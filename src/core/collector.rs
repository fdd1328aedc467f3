//! Collection loop: samples disks and views on a fixed period and publishes
//! one frame per cycle.

use chrono::Local;
use indexmap::IndexMap;
use std::collections::HashMap;
use std::sync::Arc;
use std::time::Duration;
use tokio::sync::watch;
use tokio::time::{Instant, MissedTickBehavior};
use tokio_util::sync::CancellationToken;

use crate::core::frame::{DiskPanel, Frame, StatFrame, ViewResult};
use crate::integrations::postgres::{RowSet, SourceError, StatSource};
use crate::integrations::system::SystemMonitor;
use crate::stat::delta::MS_PER_SECOND;
use crate::stat::diff::diff_rows;
use crate::stat::{compute_delta, DiskSnapshot, DiskstatsReader, StatError};
use crate::view::{ViewDefinition, Views};

/// Single-slot handoff: a frame not yet read is replaced by the next one.
pub type FrameSender = watch::Sender<Option<Arc<Frame>>>;
pub type FrameReceiver = watch::Receiver<Option<Arc<Frame>>>;

pub fn frame_channel() -> (FrameSender, FrameReceiver) {
    watch::channel(None)
}

/// Last query of one view.
#[derive(Debug, Clone)]
struct ViewSample {
    taken: Instant,
    /// Undiffed rows, kept to diff the next sample against.
    raw: Option<RowSet>,
    shown: ViewResult,
}

pub struct Collector {
    source: Arc<dyn StatSource>,
    views: Arc<Views>,
    disks: DiskstatsReader,
    monitor: SystemMonitor,
    period: Duration,
    prev_disks: Option<DiskSnapshot>,
    samples: HashMap<&'static str, ViewSample>,
}

impl Collector {
    pub fn new(
        source: Arc<dyn StatSource>,
        views: Arc<Views>,
        disks: DiskstatsReader,
        period: Duration,
    ) -> Self {
        Self {
            source,
            views,
            disks,
            monitor: SystemMonitor::new(),
            period,
            prev_disks: None,
            samples: HashMap::new(),
        }
    }

    /// Take the first disk snapshot so the first cycle already has rates.
    /// A missing local file here is fatal; missing system views only disable
    /// the disk panel.
    pub async fn prime(&mut self) -> Result<(), StatError> {
        match self.disks.read().await {
            Ok(snapshot) => {
                self.prev_disks = snapshot;
                Ok(())
            }
            Err(StatError::Source(SourceError::Unavailable(reason))) => {
                tracing::warn!(%reason, "disk statistics not available");
                Ok(())
            }
            Err(e) => Err(e),
        }
    }

    /// Run until `token` is cancelled or the receiver goes away.
    pub async fn run(mut self, tx: FrameSender, token: CancellationToken) {
        let mut ticker = tokio::time::interval(self.period);
        // A slow cycle pushes the schedule back instead of bursting to catch up.
        ticker.set_missed_tick_behavior(MissedTickBehavior::Delay);

        tracing::info!(period_ms = self.period.as_millis() as u64, "collector started");

        loop {
            // Scheduled ticks are at least one period apart, so a view whose
            // refresh equals the period is due on every tick.
            let scheduled = tokio::select! {
                biased;
                _ = token.cancelled() => break,
                scheduled = ticker.tick() => scheduled,
            };

            let frame = tokio::select! {
                biased;
                _ = token.cancelled() => break,
                frame = self.cycle(scheduled) => frame,
            };

            if token.is_cancelled() {
                break;
            }
            if tx.send(Some(Arc::new(frame))).is_err() {
                tracing::debug!("frame receiver dropped");
                break;
            }
        }

        tracing::info!("collector stopped");
    }

    /// One collection cycle scheduled at `now`. Failures produce a failed
    /// frame and leave the previous samples as they were.
    pub async fn cycle(&mut self, now: Instant) -> Frame {
        match self.collect(now).await {
            Ok(stats) => Frame::Stats(stats),
            Err(e) => {
                tracing::warn!(error = %e, "collection cycle failed");
                Frame::failed(e)
            }
        }
    }

    async fn collect(&mut self, now: Instant) -> Result<StatFrame, StatError> {
        let (disks, next_disks) = self.collect_disks().await?;

        let views = Arc::clone(&self.views);
        let mut results = IndexMap::with_capacity(views.len());
        let mut fresh = Vec::new();

        for view in views.iter() {
            let previous = self.samples.get(view.name);
            if let Some(sample) = previous {
                if now.duration_since(sample.taken) < view.refresh {
                    results.insert(view.name, sample.shown.clone());
                    continue;
                }
            }

            let sample = match self.source.query(view.query()).await {
                Ok(raw) => {
                    let shown = ViewResult::Rows(diff_view(view, previous, &raw, now));
                    ViewSample {
                        taken: now,
                        raw: Some(raw),
                        shown,
                    }
                }
                Err(SourceError::Unavailable(reason)) => {
                    tracing::debug!(view = view.name, %reason, "view not available");
                    ViewSample {
                        taken: now,
                        raw: None,
                        shown: ViewResult::Unavailable(reason),
                    }
                }
                Err(e) => return Err(e.into()),
            };

            results.insert(view.name, sample.shown.clone());
            fresh.push((view.name, sample));
        }

        // Nothing below can fail, so the cycle is committed as a whole.
        if next_disks.is_some() {
            self.prev_disks = next_disks;
        }
        self.samples.extend(fresh);

        Ok(StatFrame {
            taken_at: Local::now(),
            host: self.monitor.sample(),
            disks,
            views: results,
        })
    }

    async fn collect_disks(&self) -> Result<(DiskPanel, Option<DiskSnapshot>), StatError> {
        match self.disks.read().await {
            Ok(Some(curr)) => {
                let panel = match &self.prev_disks {
                    Some(prev) => DiskPanel::Rates(compute_delta(
                        &prev.devices,
                        &curr.devices,
                        curr.interval_since(prev),
                        MS_PER_SECOND,
                    )),
                    None => DiskPanel::Pending,
                };
                Ok((panel, Some(curr)))
            }
            Ok(None) => Ok((
                DiskPanel::Unavailable("no disk statistics source".to_string()),
                None,
            )),
            Err(StatError::Source(SourceError::Unavailable(reason))) => {
                Ok((DiskPanel::Unavailable(reason), None))
            }
            Err(e) => Err(e),
        }
    }
}

fn diff_view(
    view: &ViewDefinition,
    previous: Option<&ViewSample>,
    raw: &RowSet,
    now: Instant,
) -> RowSet {
    let Some(interval) = view.diff() else {
        return raw.clone();
    };
    let empty = RowSet::default();
    let (prev, elapsed) = match previous {
        Some(ViewSample {
            raw: Some(prev),
            taken,
            ..
        }) => (prev, now.duration_since(*taken).as_secs_f64()),
        _ => (&empty, 0.0),
    };
    diff_rows(prev, raw, interval.range(), view.unique_key, elapsed)
}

########

Task objective — Throughout the data, tally the lines that hold the string "insert" and report the tally alone.

Response to this exercise — 2